> Task material:

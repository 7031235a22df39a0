//! Console entry point for the smart-fridge simulation.

use std::time::Duration;

use cli::{CliError, CommandError, Config, Console, ConsoleCommand, Flow, HELP, LogFormat};
use fridge::{Fridge, FridgeEvent};
use tokio::io::{AsyncBufReadExt, BufReader};
use tokio::signal;
use tokio::sync::broadcast::{self, error::RecvError};
use tracing_subscriber::EnvFilter;
use tracing_subscriber::layer::SubscriberExt;
use tracing_subscriber::util::SubscriberInitExt;

const SHUTDOWN_GRACE: Duration = Duration::from_secs(5);

/// Waits for a shutdown signal (SIGINT or SIGTERM).
async fn shutdown_signal() {
    let ctrl_c = async {
        signal::ctrl_c()
            .await
            .expect("failed to install SIGINT handler");
    };

    #[cfg(unix)]
    let terminate = async {
        signal::unix::signal(signal::unix::SignalKind::terminate())
            .expect("failed to install SIGTERM handler")
            .recv()
            .await;
    };

    #[cfg(not(unix))]
    let terminate = std::future::pending::<()>();

    tokio::select! {
        () = ctrl_c => {
            tracing::info!("received SIGINT, shutting down");
        }
        () = terminate => {
            tracing::info!("received SIGTERM, shutting down");
        }
    }
}

fn init_tracing(config: &Config) {
    let filter = EnvFilter::try_new(&config.log_level).unwrap_or_else(|_| EnvFilter::new("info"));
    let registry = tracing_subscriber::registry().with(filter);

    // Logs go to stderr so they do not interleave with receipts and listings.
    match config.log_format {
        LogFormat::Json => registry
            .with(
                tracing_subscriber::fmt::layer()
                    .json()
                    .with_writer(std::io::stderr),
            )
            .init(),
        LogFormat::Pretty => registry
            .with(tracing_subscriber::fmt::layer().with_writer(std::io::stderr))
            .init(),
    }
}

/// Echoes fridge events to the debug log until the fridge goes away.
async fn log_events(mut events: broadcast::Receiver<FridgeEvent>) {
    loop {
        match events.recv().await {
            Ok(event) => match serde_json::to_string(&event) {
                Ok(json) => tracing::debug!(event_type = event.event_type(), %json, "fridge event"),
                Err(e) => tracing::warn!(error = %e, "failed to serialize fridge event"),
            },
            Err(RecvError::Lagged(skipped)) => {
                tracing::warn!(skipped, "event log fell behind");
            }
            Err(RecvError::Closed) => break,
        }
    }
}

/// Reads commands from stdin until `quit`, end of input or a shutdown signal.
async fn run_console(console: &Console) -> Result<(), CliError> {
    let mut lines = BufReader::new(tokio::io::stdin()).lines();
    let shutdown = shutdown_signal();
    tokio::pin!(shutdown);

    loop {
        let line = tokio::select! {
            line = lines.next_line() => line?,
            () = &mut shutdown => break,
        };
        let Some(line) = line else {
            tracing::info!("end of input");
            break;
        };

        match line.parse::<ConsoleCommand>() {
            Ok(command) => {
                if console.execute(command)? == Flow::Quit {
                    break;
                }
            }
            Err(CommandError::Empty) => {}
            Err(e) => println!("{e}"),
        }
    }
    Ok(())
}

#[tokio::main]
async fn main() -> Result<(), CliError> {
    // 1. Load configuration and initialize tracing
    let config = Config::from_env();
    init_tracing(&config);

    // 2. Install Prometheus metrics recorder
    let metrics_handle = metrics_exporter_prometheus::PrometheusBuilder::new()
        .install_recorder()
        .expect("failed to install Prometheus recorder");

    // 3. Start the fridge and its trackers
    let (fridge, fridge_task) = Fridge::spawn(config.fridge_config());
    let event_log = tokio::spawn(log_events(fridge.subscribe()));
    tracing::info!(
        max_weight = config.max_weight,
        max_space = config.max_space,
        reply_timeout_ms = config.reply_timeout_ms,
        "fridge simulation started"
    );

    // 4. Serve console commands
    println!("{HELP}");
    let console = Console::new(fridge, Some(metrics_handle));
    let result = run_console(&console).await;

    // 5. Let in-flight orders settle, then stop
    drop(console);
    if tokio::time::timeout(SHUTDOWN_GRACE, fridge_task).await.is_err() {
        tracing::warn!("fridge did not stop within the grace period");
    }
    event_log.abort();

    tracing::info!("fridge simulation stopped");
    result
}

> Exercise prompt: Scan the data for the string "EnvFilter" and copy each line in which it occurs.

> Response area:
use tracing_subscriber::EnvFilter;
    let filter = EnvFilter::try_new(&config.log_level).unwrap_or_else(|_| EnvFilter::new("info"));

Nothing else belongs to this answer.